她摩挲著項圈上振翅欲飛的蝴蝶圖案,突然明白為何葉闕的打扮總比普通世家公子招搖幾分,戴著各種銀飾。原來他來自苗疆呀。
她想起收到這個銀項圈的那日,是在她未出閣時的上元節。
月色燈山滿帝都,香車寶蓋隘通衢。
嫡姐含羞帶笑地應了寧國公世子的邀約前去賞花燈。她同衛國公府的大小姐皆識趣地避讓開。然而兩人一向不熟,衛國公府大小姐很快便跟遇到的叄兩姐妹攜手去醉仙樓吃元宵。白思芷但也樂得其所,自己帶著夏雨在遠離人群的地方賞燈。
說是賞燈,其實是賞猜燈謎的人群更為確切。街頭巷尾舉著糖葫蘆追逐的孩童,花燈攤前將贏得的明燈交給眼前少女的郎君,湯圓攤上共食一碗湯圓的夫妻,這些景象都讓白思芷看得如痴如醉。
鳷鵲樓前新月滿,鳳凰台上寶燈燃。
若是不能同他們這般喜樂,便是看著,也彷彿自己置身其中一般。
白思芷卻忘記了,有時候僻靜的地方反而更添危機。
“這不是寧安侯府的五姑娘嗎?怎麼一個人在這裡?”李公子不知何時走近了她。
對方臉上的不懷好意過於明顯,白思芷急忙後退幾步,仍能聞到一股刺鼻的酒臭味。
“五姑娘這是要去哪裡?既然一個人不如同本公子玩玩。”李公子的眼睛直勾勾地盯著她,邁著醉步想要抓住她。
白思芷拉著夏雨便想逃跑,卻沒想到被李公子帶著的兩個家丁擋住。“李公子這是要做什麼?”
“都說了只是想邀白姑娘夜遊而已……”李公子晃晃悠悠地站在她面前,便想掀開她的幕籬,“你放心,日後本公子一定求了父親討你做個貴妾,不會虧待了你。”
白思芷死死捂住幕籬,腦中不斷想著脫身的辦法。忽然,李公子竟鬆了手。
一把利劍從斜旁刺出,正落在李公子手上一寸的地方。皎皎月光下,劍刃閃著寒意。
“雖然說上元節男女同游是常事,李公子這樣強迫他的人的?”
白思芷扭頭,一身紫衣的少年仍然維持著利劍揮出的姿勢,一張更勝過女子精緻得臉上帶著幾分不屑。原來是葉太尉家的四公子葉闕。

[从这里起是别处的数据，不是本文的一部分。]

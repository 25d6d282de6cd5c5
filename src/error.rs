use std::path::PathBuf;
use std::process::ExitStatus;

use thiserror::Error;

/// Main error type for the river server
#[derive(Error, Debug)]
pub enum RiverError {
    #[error("IO error: {0}")]
    Io(#[from] std::io::Error),

    #[error("Configuration error: {0}")]
    Config(String),

    #[error("could not find {} executable (tried: {})", role, candidates.join(", "))]
    ToolNotFound {
        role: &'static str,
        candidates: Vec<String>,
    },

    #[error("Library scan failed: {0}")]
    Scan(#[from] walkdir::Error),

    #[error("Library root {0:?} is not a directory")]
    NotADirectory(PathBuf),

    #[error("Snapshot error: {0}")]
    Snapshot(#[from] serde_json::Error),

    #[error("TLS error: {0}")]
    Tls(String),
}

/// Per-file probe failures. These never abort a library scan.
#[derive(Error, Debug)]
pub enum ProbeError {
    #[error("failed to start probe for {path:?}: {source}")]
    Spawn {
        path: PathBuf,
        source: std::io::Error,
    },

    #[error("probe for {path:?} exited with {status}")]
    Exit { path: PathBuf, status: ExitStatus },

    #[error("malformed probe output for {path:?}: {source}")]
    Malformed {
        path: PathBuf,
        source: serde_json::Error,
    },

    #[error("'{0}' does not contain an audio stream")]
    NotAudio(String),

    #[error("file name {0:?} is not valid UTF-8")]
    NonUtf8Path(PathBuf),
}

/// Failures that happen before a transcoded body starts flowing
#[derive(Error, Debug)]
pub enum TranscodeError {
    #[error("Track not found: {0}")]
    NotFound(String),

    #[error("Unsupported file extension: {0}")]
    UnsupportedFormat(String),

    #[error("Unable to start encoder: {0}")]
    Spawn(std::io::Error),

    #[error("Unable to pipe output from encoder")]
    NoStdout,
}

/// Result type alias for convenience
pub type Result<T> = std::result::Result<T, RiverError>;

那兩個家丁急忙上前想攔住他。葉闕揚了揚眉,拖長的音調中帶著漫不經心,“我勸你們不要輕易動手,萬一傷到你們公子的手就不好了。”
李公子氣急敗壞地喝退那兩個下人。他往後退了兩步,方才惡狠狠地說道:“葉闕,怎麼本公子看上什麼,你都來打攪?”
“這話應該我同你說吧?還是說前幾日李公子挨得那頓打還未讓你長記性?”
“你、你……好!你等著!”李公子氣急敗壞,又對葉闕無可奈何,只能領人走開了。
葉闕確認李公子走遠了,方才看向白思芷:“白小姐沒事吧?”
“還好。”白思芷搖搖頭。“多謝葉公子相救。”
“沒什麼,先前你也幫我過。上元節人多,恐再出事端。若白小姐不介意,可否允許葉某和你同游?”

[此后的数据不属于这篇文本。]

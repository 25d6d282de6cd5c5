//! River music server
//!
//! Serves a personal music library over HTTPS: the library is scanned into
//! a catalog of tagged tracks at startup, and each track can be streamed
//! transcoded on the fly to Opus or MP3.

mod config;
mod config_file;
mod error;
mod ffmpeg;
mod http;
mod index;
mod state;
mod transcode;

use clap::Parser;
use std::net::SocketAddr;
use std::sync::Arc;
use tracing_subscriber::{layer::SubscriberExt, util::SubscriberInitExt};

use crate::config::{Cli, LogFormat, ServerConfig};
use crate::config_file::ConfigFile;
use crate::error::{Result, RiverError};
use crate::ffmpeg::Tools;
use crate::http::create_router;
use crate::index::{open_or_build, CatalogSource, FfprobeProber, IdGenerator};
use crate::state::AppState;

/// Application version
const VERSION: &str = env!("CARGO_PKG_VERSION");

/// Application name
const APP_NAME: &str = "river";

#[tokio::main]
async fn main() -> Result<()> {
    let cli = Cli::parse();

    // Load configuration; command line flags win over the file
    let mut config = load_config(&cli)?;
    config.apply_cli(&cli);

    init_logging(&config);
    tracing::info!("{} v{} starting", APP_NAME, VERSION);

    config.validate()?;
    config.library = std::fs::canonicalize(&config.library).map_err(|e| {
        RiverError::Config(format!("music library {:?}: {}", config.library, e))
    })?;
    tracing::debug!("Configuration loaded: {:?}", config);

    // Both tools must exist before anything is scanned or served
    let tools = Tools::locate(&config.tools)?;

    // Catalog build runs external processes one after another
    let prober = FfprobeProber::new(tools.probe.clone(), config.library.clone());
    let database = config.database.clone();
    let library = config.library.clone();
    let (catalog, source) = tokio::task::spawn_blocking(move || {
        let mut ids = IdGenerator::from_entropy();
        open_or_build(&database, &library, &prober, &mut ids)
    })
    .await
    .map_err(|e| RiverError::Io(std::io::Error::other(e)))??;

    if catalog.is_empty() {
        tracing::warn!("No playable tracks found in {:?}", config.library);
    }
    match source {
        CatalogSource::Snapshot => tracing::info!("Catalog ready: {} tracks", catalog.len()),
        CatalogSource::Scanned(summary) => tracing::info!(
            "Catalog ready: {} tracks ({} files skipped)",
            catalog.len(),
            summary.files_skipped
        ),
    }

    // Create application state
    let state = Arc::new(AppState::new(config.clone(), catalog, &tools));

    // Build router
    let app = create_router(state);

    if !config.tls_enabled() {
        tracing::warn!("No certificate configured, serving plain HTTP");
    }
    serve(&config, app).await
}

/// Read the config file; a missing file means defaults
fn load_config(cli: &Cli) -> Result<ServerConfig> {
    if cli.config.exists() {
        Ok(ConfigFile::from_file(&cli.config)?.into_server_config())
    } else {
        Ok(ServerConfig::default())
    }
}

/// Initialize logging with tracing
fn init_logging(config: &ServerConfig) {
    let filter = tracing_subscriber::EnvFilter::try_from_default_env()
        .unwrap_or_else(|_| config.log_directive().into());
    let registry = tracing_subscriber::registry().with(filter);

    match config.log_format {
        LogFormat::Pretty => registry.with(tracing_subscriber::fmt::layer()).init(),
        LogFormat::Json => registry
            .with(tracing_subscriber::fmt::layer().json())
            .init(),
    }
}

/// Listen with TLS when a certificate is configured, plain HTTP otherwise
async fn serve(config: &ServerConfig, app: axum::Router) -> Result<()> {
    let addr: SocketAddr = config
        .socket_addr()
        .parse()
        .map_err(|e| RiverError::Config(format!("invalid listen address: {}", e)))?;

    match (&config.cert, &config.key) {
        (Some(cert), Some(key)) => {
            let tls = axum_server::tls_rustls::RustlsConfig::from_pem_file(cert, key)
                .await
                .map_err(|e| RiverError::Tls(format!("{:?}/{:?}: {}", cert, key, e)))?;
            tracing::info!("Starting HTTPS server on {}", addr);
            axum_server::bind_rustls(addr, tls)
                .serve(app.into_make_service())
                .await?;
        }
        _ => {
            tracing::info!("Starting HTTP server on {}", addr);
            axum_server::bind(addr)
                .serve(app.into_make_service())
                .await?;
        }
    }

    Ok(())
}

葉闕的話帶著“公子王孫意氣驕,不論相識也相邀”的矜貴,又透著幾分真誠。白思芷點了點頭。
猜燈謎的攤位前遊人如織。
“你喜歡那個?”葉闕循著白思芷駐足的方向看到了最大最華美的那盞花燈。
“沒,沒有。”白思芷有些羞澀。
葉闕卻沒有機會她的回答,將她安置在一個安全的位置。“等著。”
她張了張嘴,想叫葉闕不必如此麻煩,他們最多也只算是個相熟之交。然而葉闕早就擠進猜燈謎的人群中。

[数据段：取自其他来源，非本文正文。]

//! Server configuration

use clap::Parser;
use serde::{Deserialize, Serialize};
use std::path::PathBuf;

use crate::error::{Result, RiverError};

/// Command line flags. Anything given here overrides the config file.
#[derive(Parser, Debug, Clone)]
#[command(name = "river")]
#[command(author, version, about, long_about = None)]
pub struct Cli {
    /// The configuration file
    #[arg(short, long, default_value = "config.toml")]
    pub config: PathBuf,

    /// The music library
    #[arg(short, long)]
    pub library: Option<PathBuf>,

    /// The TLS certificate to use (PEM format)
    #[arg(long)]
    pub cert: Option<PathBuf>,

    /// The TLS key to use (PEM format)
    #[arg(long)]
    pub key: Option<PathBuf>,

    /// The port to listen on
    #[arg(short, long)]
    pub port: Option<u16>,
}

/// Log output format
#[derive(Debug, Clone, Copy, PartialEq, Eq, Serialize, Deserialize, Default)]
#[serde(rename_all = "lowercase")]
pub enum LogFormat {
    #[default]
    Pretty,
    Json,
}

/// Candidate executable names for the two external tools, searched in order
#[derive(Debug, Clone, Serialize, Deserialize)]
pub struct ToolsConfig {
    /// Media inspection utility
    pub probe: Vec<String>,

    /// Media encoding utility
    pub encode: Vec<String>,
}

impl Default for ToolsConfig {
    fn default() -> Self {
        Self {
            probe: vec!["ffprobe".to_string(), "avprobe".to_string()],
            encode: vec!["ffmpeg".to_string(), "avconv".to_string()],
        }
    }
}

/// Server configuration
#[derive(Debug, Clone, Serialize, Deserialize)]
pub struct ServerConfig {
    /// Host address to bind to
    pub host: String,

    /// Port to listen on
    pub port: u16,

    /// Shared basic-auth password
    pub password: String,

    /// TLS certificate path
    pub cert: Option<PathBuf>,

    /// TLS private key path
    pub key: Option<PathBuf>,

    /// Maximum number of encoder processes running at once
    pub max_concurrent_transcodes: usize,

    /// Root of the music library
    pub library: PathBuf,

    /// Catalog snapshot file
    pub database: PathBuf,

    /// External tool candidates
    pub tools: ToolsConfig,

    /// Log level (trace, debug, info, warn, error)
    pub log_level: String,

    /// Log output format
    pub log_format: LogFormat,
}

impl Default for ServerConfig {
    fn default() -> Self {
        Self {
            host: "0.0.0.0".to_string(),
            port: 21313,
            password: String::new(),
            cert: None,
            key: None,
            max_concurrent_transcodes: 8,
            library: PathBuf::new(),
            database: PathBuf::from("db.json"),
            tools: ToolsConfig::default(),
            log_level: "info".to_string(),
            log_format: LogFormat::Pretty,
        }
    }
}

impl ServerConfig {
    /// Get the socket address string
    pub fn socket_addr(&self) -> String {
        format!("{}:{}", self.host, self.port)
    }

    /// TLS is enabled when both a certificate and a key are configured
    pub fn tls_enabled(&self) -> bool {
        self.cert.is_some() && self.key.is_some()
    }

    /// Apply command line overrides
    pub fn apply_cli(&mut self, cli: &Cli) {
        if let Some(ref library) = cli.library {
            self.library = library.clone();
        }
        if let Some(ref cert) = cli.cert {
            self.cert = Some(cert.clone());
        }
        if let Some(ref key) = cli.key {
            self.key = Some(key.clone());
        }
        if let Some(port) = cli.port {
            self.port = port;
        }
    }

    /// Validate the configuration
    pub fn validate(&self) -> Result<()> {
        if self.password.is_empty() {
            return Err(RiverError::Config("no password specified".to_string()));
        }
        if self.library.as_os_str().is_empty() {
            return Err(RiverError::Config("no music library specified".to_string()));
        }
        if self.cert.is_some() != self.key.is_some() {
            return Err(RiverError::Config(
                "both cert and key must be provided together".to_string(),
            ));
        }
        if self.max_concurrent_transcodes == 0 {
            return Err(RiverError::Config(
                "max_concurrent_transcodes must be at least 1".to_string(),
            ));
        }
        if self.tools.probe.is_empty() || self.tools.encode.is_empty() {
            return Err(RiverError::Config(
                "tool candidate lists must not be empty".to_string(),
            ));
        }
        Ok(())
    }

    /// Default `EnvFilter` directive for the configured level
    pub fn log_directive(&self) -> String {
        format!("river={},tower_http={}", self.log_level, self.log_level)
    }
}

過了許久,他方才失落地回來,兩手空空。“抱歉,葉某才疏學淺。攤位的商人由不肯直接賣於我。”
“沒有關係。”白思芷輕聲安慰他。本來是自己想要,卻沒想到葉闕卻格外上心。
他想到什麼,摘下脖子上一直戴著的銀項圈:“若白姑娘不嫌棄,就收下這個吧。算葉某給你賠禮了。”
這簡直就像私相授受,成何體統。偏偏葉闕做出這些行為再自然不過,只是單純賠禮。白思芷想要拒絕,但她又不想再看到他眼中的失落。不知為何,她發現自己還是更喜歡葉闕平時不羈逍遙的樣子。
最終她還是收下了。
花燈的光芒映在葉闕臉上,讓他那張堪稱驚艷的臉更加奪目,彷彿鍍了一層神光。一雙眼斂著燈市上的萬千燈火,露出喜悅的光彩。明月如霜,照見人如畫。
白思芷想起這些往事,嘴角上翹。明日,她想著,明日便把這項圈還給葉闕吧。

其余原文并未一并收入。